**Exercise instructions**
Return, from the data below, each line that contains the word "TranslationDegraded".

═════ Supplied records ═════

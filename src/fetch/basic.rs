use super::client::HttpClient;
use anyhow::Result;
use async_trait::async_trait;
use std::time::Duration;

/// Plain `reqwest` client with bounded request and connect timeouts, so a dead
/// network fails the call instead of stalling it.
pub struct BasicClient(reqwest::Client);

impl BasicClient {
    pub fn with_timeouts(timeout: Duration, connect_timeout: Duration) -> Result<Self> {
        let client = reqwest::Client::builder()
            .timeout(timeout)
            .connect_timeout(connect_timeout)
            .build()?;
        Ok(Self(client))
    }
}

#[async_trait]
impl HttpClient for BasicClient {
    async fn execute(&self, req: reqwest::Request) -> reqwest::Result<reqwest::Response> {
        self.0.execute(req).await
    }
}
use async_trait::async_trait;
use reqwest::{Request, Response};
use std::sync::Arc;

#[async_trait]
pub trait HttpClient: Send + Sync {
    async fn execute(&self, req: Request) -> reqwest::Result<Response>;
}

#[async_trait]
impl<T: HttpClient + ?Sized> HttpClient for Arc<T> {
    async fn execute(&self, req: Request) -> reqwest::Result<Response> {
        (**self).execute(req).await
    }
}
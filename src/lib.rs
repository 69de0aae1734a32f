pub mod backend;
pub mod clock;
pub mod config;
pub mod eligibility;
pub mod exchange;
pub mod fetch;
pub mod infra;
pub mod linecheck;
pub mod output;
pub mod report;
pub mod store;
use crate::error::RelayError;
use crate::models::{ExtractedArticle, Story};
use async_trait::async_trait;
use gemini_engine::extract_domain;
use readability::extractor;
use std::io::Cursor;
use tracing::{debug, instrument};

/// Upper bound on the text kept from a single page.
const MAX_ARTICLE_CHARS: usize = 50_000;

#[async_trait]
pub trait ArticleExtractor: Send + Sync {
    async fn extract(&self, story: &Story) -> Result<ExtractedArticle, RelayError>;
}

/// Downloads the page and runs readability over it to drop navigation, ads
/// and comment blocks.
pub struct ReadabilityExtractor {
    client: reqwest::Client,
}

impl ReadabilityExtractor {
    pub fn new(client: reqwest::Client) -> Self {
        Self { client }
    }
}

#[async_trait]
impl ArticleExtractor for ReadabilityExtractor {
    #[instrument(skip(self, story), fields(story_id = %story.id, url_domain = %extract_domain(&story.url)))]
    async fn extract(&self, story: &Story) -> Result<ExtractedArticle, RelayError> {
        let url = story.url.as_str();
        let parsed_url = url::Url::parse(url)
            .map_err(|e| RelayError::not_extractable(url, format!("URL parse error: {}", e)))?;

        let response = self
            .client
            .get(parsed_url.clone())
            .send()
            .await
            .map_err(|e| RelayError::not_extractable(url, e.to_string()))?;

        let status = response.status();
        if !status.is_success() {
            return Err(RelayError::not_extractable(url, format!("HTTP {}", status)));
        }

        let html_content = response
            .text()
            .await
            .map_err(|e| RelayError::not_extractable(url, e.to_string()))?;
        if html_content.trim().is_empty() {
            return Err(RelayError::not_extractable(url, "empty body"));
        }

        let plain_text = extract_text(&html_content, &parsed_url)?;
        debug!(char_count = plain_text.chars().count(), "Article text extracted");

        Ok(ExtractedArticle {
            story_id: story.id.clone(),
            plain_text,
        })
    }
}

/// Readability pass over `html`, normalised to blank-line separated paragraphs.
pub fn extract_text(html: &str, url: &url::Url) -> Result<String, RelayError> {
    let mut reader = Cursor::new(html.as_bytes());
    let product = extractor::extract(&mut reader, url)
        .map_err(|e| RelayError::not_extractable(url.as_str(), format!("Readability extract error: {:?}", e)))?;

    let text = normalize_paragraphs(&product.text);
    if text.is_empty() {
        return Err(RelayError::not_extractable(url.as_str(), "no readable text"));
    }

    // Truncate safely at character boundary to avoid UTF-8 split
    Ok(text.chars().take(MAX_ARTICLE_CHARS).collect())
}

/// Collapse runs of whitespace inside lines and keep one blank line between
/// paragraphs.
pub fn normalize_paragraphs(text: &str) -> String {
    text.lines()
        .map(|line| line.split_whitespace().collect::<Vec<_>>().join(" "))
        .filter(|line| !line.is_empty())
        .collect::<Vec<_>>()
        .join("\n\n")
}

#[cfg(test)]
mod tests {
    use super::*;

    #[test]
    fn test_normalize_paragraphs() {
        let raw = "  First   line \n\n\n\t\nSecond\tline  \n   ";
        assert_eq!(normalize_paragraphs(raw), "First line\n\nSecond line");
    }

    #[test]
    fn test_blank_text_normalizes_to_empty() {
        assert_eq!(normalize_paragraphs(" \n \t \n"), "");
    }
}
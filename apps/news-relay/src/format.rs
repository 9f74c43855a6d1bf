use crate::models::{truncate_chars, TranslatedPost};

/// Telegram's limit for a single text message.
pub const TELEGRAM_MAX_MESSAGE_CHARS: usize = 4096;

/// Escape text for Telegram's HTML parse mode.
pub fn escape_html(text: &str) -> String {
    let mut out = String::with_capacity(text.len());
    for c in text.chars() {
        match c {
            '&' => out.push_str("&amp;"),
            '<' => out.push_str("&lt;"),
            '>' => out.push_str("&gt;"),
            '"' => out.push_str("&quot;"),
            _ => out.push(c),
        }
    }
    out
}

/// Optional decorations shared by every post.
#[derive(Debug, Clone, Default)]
pub struct PostStyle {
    /// Italic footer line, e.g. the channel's name.
    pub signature: Option<String>,
    pub max_chars: Option<usize>,
}

/// Render a post as Telegram HTML, bounded to the message limit. The title
/// and link always survive; the body is shortened first, then the signature
/// and points line are dropped, then the title is shortened.
pub fn render_post(post: &TranslatedPost, style: &PostStyle) -> String {
    let max_chars = style.max_chars.unwrap_or(TELEGRAM_MAX_MESSAGE_CHARS);

    let points = post.score.map(|score| format!("💬 {} points\n", score));
    let link = format!("🔗 <a href=\"{}\">Read more</a>", escape_html(&post.link));
    let signature = style
        .signature
        .as_deref()
        .map(str::trim)
        .filter(|s| !s.is_empty())
        .map(|s| format!("\n\n<i>{}</i>", escape_html(s)));

    let title_markup = |title: &str| format!("🔥 <b>{}</b>\n\n", escape_html(title));
    let mut head = title_markup(&post.title);
    let head_len = head.chars().count();

    // Decorations in the order they are given up
    let footers = [
        [points.as_deref(), Some(link.as_str()), signature.as_deref()],
        [points.as_deref(), Some(link.as_str()), None],
        [None, Some(link.as_str()), None],
    ];
    let footer = footers
        .iter()
        .map(|parts| parts.iter().flatten().copied().collect::<String>())
        .find(|footer| head_len + footer.chars().count() <= max_chars)
        .unwrap_or_else(|| link.clone());
    let footer_len = footer.chars().count();

    if head_len + footer_len > max_chars {
        // Shrink the title until the fixed part fits; escaping may grow text so loop.
        let overflow = head_len + footer_len - max_chars;
        let mut budget = post.title.chars().count();
        while budget > 0 {
            budget = budget.saturating_sub(overflow.max(1));
            head = title_markup(&truncate_chars(&post.title, budget));
            if head.chars().count() + footer_len <= max_chars {
                break;
            }
        }
        return format!("{}{}", head, footer);
    }

    let Some(body) = post.body.as_deref().map(str::trim).filter(|b| !b.is_empty()) else {
        return format!("{}{}", head, footer);
    };

    let available = max_chars - head_len - footer_len;
    let body_markup = fit_body(body, available);
    format!("{}{}{}", head, body_markup, footer)
}

/// Escaped body followed by a blank line, shortened so that it fits `available`.
fn fit_body(body: &str, available: usize) -> String {
    const SEP: usize = 2;
    if available <= SEP {
        return String::new();
    }

    let mut budget = body.chars().count();
    loop {
        let candidate = escape_html(&truncate_chars(body, budget));
        if candidate.is_empty() {
            return String::new();
        }
        let len = candidate.chars().count() + SEP;
        if len <= available {
            return format!("{}\n\n", candidate);
        }
        // Escaping inflates some characters, so shrink proportionally
        let scaled = budget * available / len;
        budget = scaled.min(budget - 1);
    }
}

#[cfg(test)]
mod tests {
    use super::*;

    fn post(title: &str, body: Option<&str>) -> TranslatedPost {
        TranslatedPost {
            title: title.to_string(),
            body: body.map(str::to_string),
            link: "https://example.com/a?b=1&c=2".to_string(),
            score: Some(321),
        }
    }

    #[test]
    fn test_escape_html() {
        assert_eq!(escape_html("a < b && \"c\" > d"), "a &lt; b &amp;&amp; &quot;c&quot; &gt; d");
    }

    #[test]
    fn test_render_full_post() {
        let style = PostStyle { signature: Some("TechNewsBot".to_string()), max_chars: None };
        let rendered = render_post(&post("Rust <2024>", Some("Body text")), &style);
        assert_eq!(
            rendered,
            "🔥 <b>Rust &lt;2024&gt;</b>\n\nBody text\n\n💬 321 points\n🔗 <a href=\"https://example.com/a?b=1&amp;c=2\">Read more</a>\n\n<i>TechNewsBot</i>"
        );
    }

    #[test]
    fn test_render_without_body_or_score() {
        let mut p = post("Title", None);
        p.score = None;
        let rendered = render_post(&p, &PostStyle::default());
        assert_eq!(rendered, "🔥 <b>Title</b>\n\n🔗 <a href=\"https://example.com/a?b=1&amp;c=2\">Read more</a>");
    }

    #[test]
    fn test_long_body_is_truncated_keeping_title_and_link() {
        let body = "word ".repeat(2_000);
        let rendered = render_post(&post("Title", Some(&body)), &PostStyle::default());
        assert!(rendered.chars().count() <= TELEGRAM_MAX_MESSAGE_CHARS);
        assert!(rendered.starts_with("🔥 <b>Title</b>"));
        assert!(rendered.contains("…"));
        assert!(rendered.contains("Read more</a>"));
    }

    #[test]
    fn test_escaped_body_respects_limit() {
        let body = "&".repeat(500);
        let style = PostStyle { signature: None, max_chars: Some(300) };
        let rendered = render_post(&post("T", Some(&body)), &style);
        assert!(rendered.chars().count() <= 300);
        assert!(rendered.contains("Read more</a>"));
        assert!(!rendered.contains("&am…"));
    }

    #[test]
    fn test_oversized_title_is_shortened() {
        let title = "T".repeat(200);
        let style = PostStyle { signature: None, max_chars: Some(150) };
        let rendered = render_post(&post(&title, Some("body")), &style);
        assert!(rendered.chars().count() <= 150);
        assert!(rendered.contains("Read more</a>"));
        assert!(!rendered.contains("body"));
    }

    #[test]
    fn test_long_signature_is_dropped_to_fit() {
        let signature = "S".repeat(500);
        let style = PostStyle { signature: Some(signature), max_chars: Some(300) };
        let rendered = render_post(&post("Title", None), &style);
        assert!(rendered.chars().count() <= 300);
        assert!(rendered.starts_with("🔥 <b>Title</b>"));
        assert!(rendered.contains("💬 321 points"));
        assert!(rendered.contains("Read more</a>"));
        assert!(!rendered.contains("<i>"));
    }

    #[test]
    fn test_points_line_goes_before_title() {
        // Title markup plus link line is 75 chars, points line adds 13
        let style = PostStyle { signature: Some("Channel".to_string()), max_chars: Some(80) };
        let rendered = render_post(&post("Title", None), &style);
        assert_eq!(rendered, "🔥 <b>Title</b>\n\n🔗 <a href=\"https://example.com/a?b=1&amp;c=2\">Read more</a>");
    }

    #[test]
    fn test_fit_body_leaves_no_blank_line_when_nothing_fits() {
        assert_eq!(fit_body("&&&&", 3), "");
        assert_eq!(fit_body("abc", 5), "abc\n\n");
    }
}
use clap::Parser;
use gemini_engine::{init_logging, GeminiClient};
use news_relay::extractor::ReadabilityExtractor;
use news_relay::fetcher::{FeedSource, HackerNewsSource, NewsSource};
use news_relay::format::PostStyle;
use news_relay::pipeline::DEFAULT_EXCERPT_CHARS;
use news_relay::publisher::{DryRunPublisher, Publisher, TelegramPublisher};
use news_relay::translator::{GeminiTranslator, Translator};
use news_relay::{Config, Pipeline, Relay, RunSettings, Schedule, Scheduler, SeenStore, SourceKind, Trigger};
use std::sync::Arc;
use tracing::{error, info};

#[derive(Parser, Debug)]
#[command(name = "news-relay", version, about = "Translate top tech news and post it to a Telegram channel")]
struct Cli {
    /// Run the pipeline once and exit instead of following the schedule
    #[arg(long)]
    once: bool,

    /// Log rendered messages instead of sending them; the seen store is left untouched
    #[arg(long)]
    dry_run: bool,
}

#[tokio::main]
async fn main() -> Result<(), Box<dyn std::error::Error + Send + Sync>> {
    init_logging();
    let cli = Cli::parse();

    let config = Config::from_env().map_err(|e| {
        error!(error = %e, "Invalid configuration");
        e
    })?;
    info!(?config, once = cli.once, dry_run = cli.dry_run, "Starting news relay");

    let store = SeenStore::load(&config.seen_store_path, config.seen_capacity).map_err(|e| {
        error!(error = %e, "Failed to load seen store");
        e
    })?;
    info!(path = %store.path().display(), entries = store.len(), "Seen store ready");

    // Shared HTTP client (reused for connection pooling); every call is bounded by its timeout
    let http_client = reqwest::Client::builder()
        .timeout(config.http_timeout)
        .user_agent(concat!("news-relay/", env!("CARGO_PKG_VERSION")))
        .build()?;

    let source: Arc<dyn NewsSource> = match &config.source {
        SourceKind::Feed(urls) => Arc::new(FeedSource::new(http_client.clone(), urls.clone())),
        SourceKind::HackerNews(api_base) => Arc::new(HackerNewsSource::new(http_client.clone(), api_base.clone())),
    };

    let gemini = GeminiClient::new(
        http_client.clone(),
        config.gemini_api_key.clone(),
        config.gemini_base_url.clone(),
        config.gemini_model.clone(),
    );
    let translator = Translator::new(Arc::new(GeminiTranslator::new(gemini)), config.http_timeout);

    let publisher: Arc<dyn Publisher> = if cli.dry_run {
        Arc::new(DryRunPublisher)
    } else {
        Arc::new(TelegramPublisher::new(
            http_client.clone(),
            config.telegram_api_base.clone(),
            config.telegram_bot_token.clone(),
            config.telegram_channel_id.clone(),
        ))
    };

    let settings = RunSettings {
        fetch_count: config.fetch_count,
        post_quota: config.post_quota,
        target_language: config.target_language.clone(),
        translate_body: config.translate_body,
        excerpt_chars: DEFAULT_EXCERPT_CHARS,
        candidate_timeout: config.candidate_timeout,
        record_seen: !cli.dry_run,
        style: PostStyle {
            signature: config.channel_signature.clone(),
            max_chars: None,
        },
    };

    let pipeline = Pipeline::new(
        source,
        Arc::new(ReadabilityExtractor::new(http_client)),
        translator,
        publisher,
        store,
        settings,
    );
    let relay = Relay::new(pipeline);

    if cli.once {
        if let Some(report) = relay.trigger(Trigger::Startup).await {
            info!(published = report.published.len(), "Single run complete");
        }
        return Ok(());
    }

    let schedule = Schedule::new(config.post_times.clone(), config.timezone);
    for time in schedule.times() {
        info!(time = %time.format("%H:%M"), timezone = %config.timezone, "Scheduled daily run");
    }

    Scheduler::new(schedule, relay)
        .run(async {
            if let Err(e) = tokio::signal::ctrl_c().await {
                error!(error = %e, "Failed to listen for shutdown signal");
                std::future::pending::<()>().await;
            }
        })
        .await;

    info!("News relay stopped");
    Ok(())
}
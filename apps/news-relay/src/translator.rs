use crate::error::RelayError;
use crate::models::paragraphs;
use async_trait::async_trait;
use gemini_engine::{EngineError, GeminiClient};
use std::sync::Arc;
use std::time::Duration;
use tokio::time::Instant;
use tracing::{debug, warn};

/// Largest piece of text sent to the backend in one request.
pub const MAX_CHUNK_CHARS: usize = 4_000;

#[async_trait]
pub trait TranslationBackend: Send + Sync {
    async fn translate_chunk(&self, text: &str, target_language: &str) -> Result<String, EngineError>;
}

/// Gemini-backed translation using a plain instruction prompt.
pub struct GeminiTranslator {
    client: GeminiClient,
}

impl GeminiTranslator {
    pub fn new(client: GeminiClient) -> Self {
        Self { client }
    }
}

fn translation_prompt(text: &str, target_language: &str) -> String {
    format!(
        "Translate the following technical text into {}. Keep technical terms and product names recognisable, but make the text natural for a native reader. Reply ONLY with the translation, without comments or quotes.\n\n{}",
        target_language, text
    )
}

#[async_trait]
impl TranslationBackend for GeminiTranslator {
    async fn translate_chunk(&self, text: &str, target_language: &str) -> Result<String, EngineError> {
        let translated = self.client.generate(translation_prompt(text, target_language)).await?;
        let translated = translated.trim();
        if translated.is_empty() {
            return Err(EngineError::Empty);
        }
        Ok(translated.to_string())
    }
}

/// Result of a translation that never fails: `degraded` is set when the
/// original text was returned instead.
#[derive(Debug, Clone, PartialEq, Eq)]
pub struct Translation {
    pub text: String,
    pub degraded: bool,
}

/// Chunking, timeouts and fallback around a [`TranslationBackend`].
#[derive(Clone)]
pub struct Translator {
    backend: Arc<dyn TranslationBackend>,
    call_timeout: Duration,
}

impl Translator {
    pub fn new(backend: Arc<dyn TranslationBackend>, call_timeout: Duration) -> Self {
        Self { backend, call_timeout }
    }

    /// Translate `text`, falling back to the original on any backend failure.
    pub async fn translate(&self, text: &str, target_language: &str) -> Translation {
        self.translate_until(text, target_language, None).await
    }

    /// Like [`Translator::translate`], but every backend call is also cut off
    /// at `deadline`. Running out of time yields the original text.
    pub async fn translate_before(&self, text: &str, target_language: &str, deadline: Instant) -> Translation {
        self.translate_until(text, target_language, Some(deadline)).await
    }

    async fn translate_until(&self, text: &str, target_language: &str, deadline: Option<Instant>) -> Translation {
        if text.trim().is_empty() {
            return Translation { text: text.to_string(), degraded: false };
        }

        match self.translate_chunks(text, target_language, deadline).await {
            Ok(translated) => Translation { text: translated, degraded: false },
            Err(e) => {
                warn!(error = %e, text_len = text.len(), "Translation failed, keeping original text");
                Translation { text: text.to_string(), degraded: true }
            }
        }
    }

    async fn translate_chunks(
        &self,
        text: &str,
        target_language: &str,
        deadline: Option<Instant>,
    ) -> Result<String, RelayError> {
        let chunks = split_into_chunks(text, MAX_CHUNK_CHARS);
        debug!(chunks = chunks.len(), "Translating text");

        let mut translated = Vec::with_capacity(chunks.len());
        for chunk in &chunks {
            let limit = match deadline {
                Some(deadline) => self.call_timeout.min(deadline.saturating_duration_since(Instant::now())),
                None => self.call_timeout,
            };
            let call = self.backend.translate_chunk(chunk, target_language);
            let piece = tokio::time::timeout(limit, call)
                .await
                .map_err(|_| RelayError::TranslationDegraded(format!("backend timed out after {:?}", limit)))?
                .map_err(|e| RelayError::TranslationDegraded(e.to_string()))?;
            translated.push(piece);
        }

        Ok(translated.join("\n\n"))
    }
}

/// Group paragraphs into chunks of at most `max_chars` characters, preserving
/// order. Paragraphs longer than the limit are split on character boundaries.
pub fn split_into_chunks(text: &str, max_chars: usize) -> Vec<String> {
    let max_chars = max_chars.max(1);
    let mut chunks = Vec::new();
    let mut current = String::new();
    let mut current_len = 0;

    for para in paragraphs(text) {
        let para_len = para.chars().count();

        if para_len > max_chars {
            if !current.is_empty() {
                chunks.push(std::mem::take(&mut current));
                current_len = 0;
            }
            let chars: Vec<char> = para.chars().collect();
            chunks.extend(chars.chunks(max_chars).map(|c| c.iter().collect::<String>()));
            continue;
        }

        let sep = if current.is_empty() { 0 } else { 2 };
        if current_len + sep + para_len > max_chars {
            chunks.push(std::mem::take(&mut current));
            current_len = 0;
        }
        if !current.is_empty() {
            current.push_str("\n\n");
            current_len += 2;
        }
        current.push_str(para);
        current_len += para_len;
    }

    if !current.is_empty() {
        chunks.push(current);
    }
    chunks
}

═════

**Written answer**
                .map_err(|_| RelayError::TranslationDegraded(format!("backend timed out after {:?}", limit)))?
                .map_err(|e| RelayError::TranslationDegraded(e.to_string()))?;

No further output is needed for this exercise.